§ To do: Among the entries below, find the lines with the word "Whether" and copy them.

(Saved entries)
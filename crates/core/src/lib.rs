//! Domain layer for the luxrent demo service.
//!
//! Everything here is free of HTTP concerns: input validation, the session
//! record and its expiry policy, the session store abstraction, the
//! [`gate::SessionGate`] that ties them together, and the static car
//! catalogue shown on the dashboard.

pub mod catalogue;
pub mod error;
pub mod gate;
pub mod session;
pub mod store;
pub mod types;
pub mod validation;
//! The session record and its expiry policy.

use std::time::Duration;

use serde::Serialize;

use crate::types::{SessionId, Timestamp};

/// Server-held record tying an opaque id to an authenticated visitor.
#[derive(Debug, Clone, Serialize)]
pub struct Session {
    #[serde(skip)]
    pub id: SessionId,
    pub email: String,
    /// Registration name verbatim, or the email's local part after login.
    pub display_name: String,
    pub created_at: Timestamp,
    /// Last time the session passed the guard; drives idle expiry.
    pub last_seen_at: Timestamp,
}

impl Session {
    /// Build a fresh session with a newly generated id.
    pub fn new(email: impl Into<String>, display_name: impl Into<String>, now: Timestamp) -> Self {
        Self {
            id: SessionId::generate(),
            email: email.into(),
            display_name: display_name.into(),
            created_at: now,
            last_seen_at: now,
        }
    }

    /// Whether this session has outlived `policy` at instant `now`.
    pub fn is_expired(&self, policy: &SessionPolicy, now: Timestamp) -> bool {
        let outlived = |since: Timestamp, limit: Option<Duration>| {
            limit.is_some_and(|limit| {
                // A limit too large for chrono never elapses.
                chrono::Duration::from_std(limit)
                    .map(|limit| now - since >= limit)
                    .unwrap_or(false)
            })
        };

        outlived(self.created_at, policy.ttl) || outlived(self.last_seen_at, policy.idle_timeout)
    }
}

/// Expiry rules applied by the gate and the background sweeper.
///
/// The default has no limits at all: a session lives until logout.
#[derive(Debug, Clone, Copy, Default, PartialEq, Eq)]
pub struct SessionPolicy {
    /// Absolute lifetime measured from creation.
    pub ttl: Option<Duration>,
    /// Maximum gap between two guarded requests.
    pub idle_timeout: Option<Duration>,
}

impl SessionPolicy {
    /// Whether any session can ever expire under this policy.
    pub fn has_limits(&self) -> bool {
        self.ttl.is_some() || self.idle_timeout.is_some()
    }
}
use std::collections::BTreeSet;

use orchard_core::{GeomError, Point, Rect, move_direction};

use crate::distance::nodes_in_box;
use crate::planner::{Chain, DominanceGraph, RoutePlanner};

/// Extend `path` by one hop along every successor of its last node.
///
/// A path whose last node has no successors is terminal and comes back
/// unchanged as the only element.
pub fn extend_partial_path(path: Chain, graph: &DominanceGraph) -> Vec<Chain> {
    let successors = path
        .last()
        .and_then(|last| graph.get(last))
        .filter(|s| !s.is_empty());
    let Some(successors) = successors else {
        return vec![path];
    };
    successors
        .iter()
        .map(|&next| {
            let mut ext = Vec::with_capacity(path.len() + 1);
            ext.extend_from_slice(&path);
            ext.push(next);
            ext
        })
        .collect()
}

/// Grow every partial path until it is maximal in `graph`.
///
/// Paths are returned in the order they became terminal. The graph is acyclic
/// and finite, so every round either finishes a path or lengthens it.
pub fn extract_paths(partials: Vec<Chain>, graph: &DominanceGraph) -> Vec<Chain> {
    let mut done = Vec::new();
    let mut frontier = partials;
    while !frontier.is_empty() {
        let mut grown = Vec::new();
        for path in frontier {
            let len = path.len();
            for ext in extend_partial_path(path, graph) {
                if ext.len() > len {
                    grown.push(ext);
                } else {
                    done.push(ext);
                }
            }
        }
        frontier = grown;
    }
    done
}

impl RoutePlanner {
    /// Every maximal waypoint chain from `start` to `end` through `nodes`.
    ///
    /// Nodes outside the box of `start` and `end`, and `start` itself, are
    /// ignored. Each chain begins at `start` and finishes at `end`.
    pub fn possible_paths<I>(
        &mut self,
        start: Point,
        end: Point,
        nodes: I,
    ) -> Result<Vec<Chain>, GeomError>
    where
        I: IntoIterator<Item = Point>,
    {
        let rect = Rect::spanning(start, end)?;
        let nodes: BTreeSet<Point> = nodes_in_box(rect, nodes, |p| p != start).collect();
        let graph = self.construct_restricted_paths(start, end, &nodes)?;
        let chains = extract_paths(vec![vec![start]], &graph);
        log::debug!(
            "{} candidate chains {start} -> {end} over {} waypoints",
            chains.len(),
            nodes.len()
        );
        Ok(chains)
    }
}

/// Whether every hop of `chain` moves toward its last point without
/// reversing on either axis or standing still.
pub fn is_monotone(chain: &[Point]) -> bool {
    let (Some(&first), Some(&last)) = (chain.first(), chain.last()) else {
        return true;
    };
    let heading = first.heading_to(last);
    chain.windows(2).all(|w| {
        let step = w[0].heading_to(w[1]);
        step != Point::ZERO
            && (step.x == 0 || step.x == heading.x)
            && (step.y == 0 || step.y == heading.y)
    })
}

/// Expand a waypoint chain into the unit steps an agent walks, using the
/// fixed column-first move rule.
pub fn unit_steps(chain: &[Point]) -> Vec<Point> {
    let Some(&first) = chain.first() else {
        return Vec::new();
    };
    let mut steps = vec![first];
    let mut at = first;
    for &target in &chain[1..] {
        while let Some(d) = move_direction(target, at) {
            at = at + d.delta();
            steps.push(at);
        }
    }
    steps
}
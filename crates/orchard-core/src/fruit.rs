//! Fruit categories and half-unit tallies.

use std::fmt;
use std::ops::{Add, AddAssign};

/// A fruit category. Always a positive id; an empty cell has no type.
#[derive(Debug, Clone, Copy, PartialEq, Eq, PartialOrd, Ord, Hash)]
#[cfg_attr(feature = "serde", derive(serde::Serialize, serde::Deserialize))]
pub struct FruitType(u32);

impl FruitType {
    /// Category for a raw cell value, or `None` for an empty cell.
    #[inline]
    pub const fn new(id: u32) -> Option<Self> {
        if id == 0 { None } else { Some(Self(id)) }
    }

    /// The raw category id.
    #[inline]
    pub const fn id(self) -> u32 {
        self.0
    }
}

impl fmt::Display for FruitType {
    fn fmt(&self, f: &mut fmt::Formatter<'_>) -> fmt::Result {
        write!(f, "#{}", self.0)
    }
}

/// A non-negative half-integer, stored in half units.
///
/// Collected counts become fractional when both players take the same fruit
/// on the same turn, and a category's win count is half of its total.
#[derive(Debug, Clone, Copy, Default, PartialEq, Eq, PartialOrd, Ord, Hash)]
#[cfg_attr(feature = "serde", derive(serde::Serialize, serde::Deserialize))]
pub struct Count(u32);

impl Count {
    pub const ZERO: Self = Self(0);
    pub const HALF: Self = Self(1);
    pub const ONE: Self = Self(2);

    /// A count of `halves / 2`.
    #[inline]
    pub const fn from_halves(halves: u32) -> Self {
        Self(halves)
    }

    /// A whole count of `n`.
    #[inline]
    pub const fn whole(n: u32) -> Self {
        Self(n * 2)
    }

    /// Number of half units.
    #[inline]
    pub const fn halves(self) -> u32 {
        self.0
    }
}

impl Add for Count {
    type Output = Self;
    #[inline]
    fn add(self, rhs: Self) -> Self {
        Self(self.0 + rhs.0)
    }
}

impl AddAssign for Count {
    #[inline]
    fn add_assign(&mut self, rhs: Self) {
        self.0 += rhs.0;
    }
}

impl fmt::Display for Count {
    fn fmt(&self, f: &mut fmt::Formatter<'_>) -> fmt::Result {
        if self.0 % 2 == 0 {
            write!(f, "{}", self.0 / 2)
        } else {
            write!(f, "{}.5", self.0 / 2)
        }
    }
}
//! The per-turn action vocabulary and the fixed move-direction rule.

use std::fmt;

use crate::geom::Point;

/// A single-cell cardinal move.
#[derive(Debug, Clone, Copy, PartialEq, Eq, Hash)]
#[cfg_attr(feature = "serde", derive(serde::Serialize, serde::Deserialize))]
pub enum Direction {
    North,
    South,
    East,
    West,
}

impl Direction {
    /// Offset of one step in this direction (rows grow southward).
    #[inline]
    pub const fn delta(self) -> Point {
        match self {
            Self::North => Point::new(0, -1),
            Self::South => Point::new(0, 1),
            Self::East => Point::new(1, 0),
            Self::West => Point::new(-1, 0),
        }
    }
}

/// Direction of the next step from `from` toward `target`.
///
/// Columns are resolved before rows. Equal points produce `None`, which the
/// caller treats as "arrived".
pub fn move_direction(target: Point, from: Point) -> Option<Direction> {
    if target.x != from.x {
        Some(if target.x > from.x {
            Direction::East
        } else {
            Direction::West
        })
    } else if target.y != from.y {
        Some(if target.y > from.y {
            Direction::South
        } else {
            Direction::North
        })
    } else {
        None
    }
}

/// What an agent does on one turn.
#[derive(Debug, Clone, Copy, PartialEq, Eq, Hash)]
#[cfg_attr(feature = "serde", derive(serde::Serialize, serde::Deserialize))]
pub enum Action {
    Move(Direction),
    /// Pick up the fruit on the current cell.
    Take,
    Pass,
}

impl From<Direction> for Action {
    fn from(d: Direction) -> Self {
        Self::Move(d)
    }
}

impl fmt::Display for Action {
    fn fmt(&self, f: &mut fmt::Formatter<'_>) -> fmt::Result {
        let s = match self {
            Self::Move(Direction::North) => "NORTH",
            Self::Move(Direction::South) => "SOUTH",
            Self::Move(Direction::East) => "EAST",
            Self::Move(Direction::West) => "WEST",
            Self::Take => "TAKE",
            Self::Pass => "PASS",
        };
        f.write_str(s)
    }
}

§ Output of the exercise:
    /// Whether this session has outlived `policy` at instant `now`.
    /// Whether any session can ever expire under this policy.
/// Whether every hop of `chain` moves toward its last point without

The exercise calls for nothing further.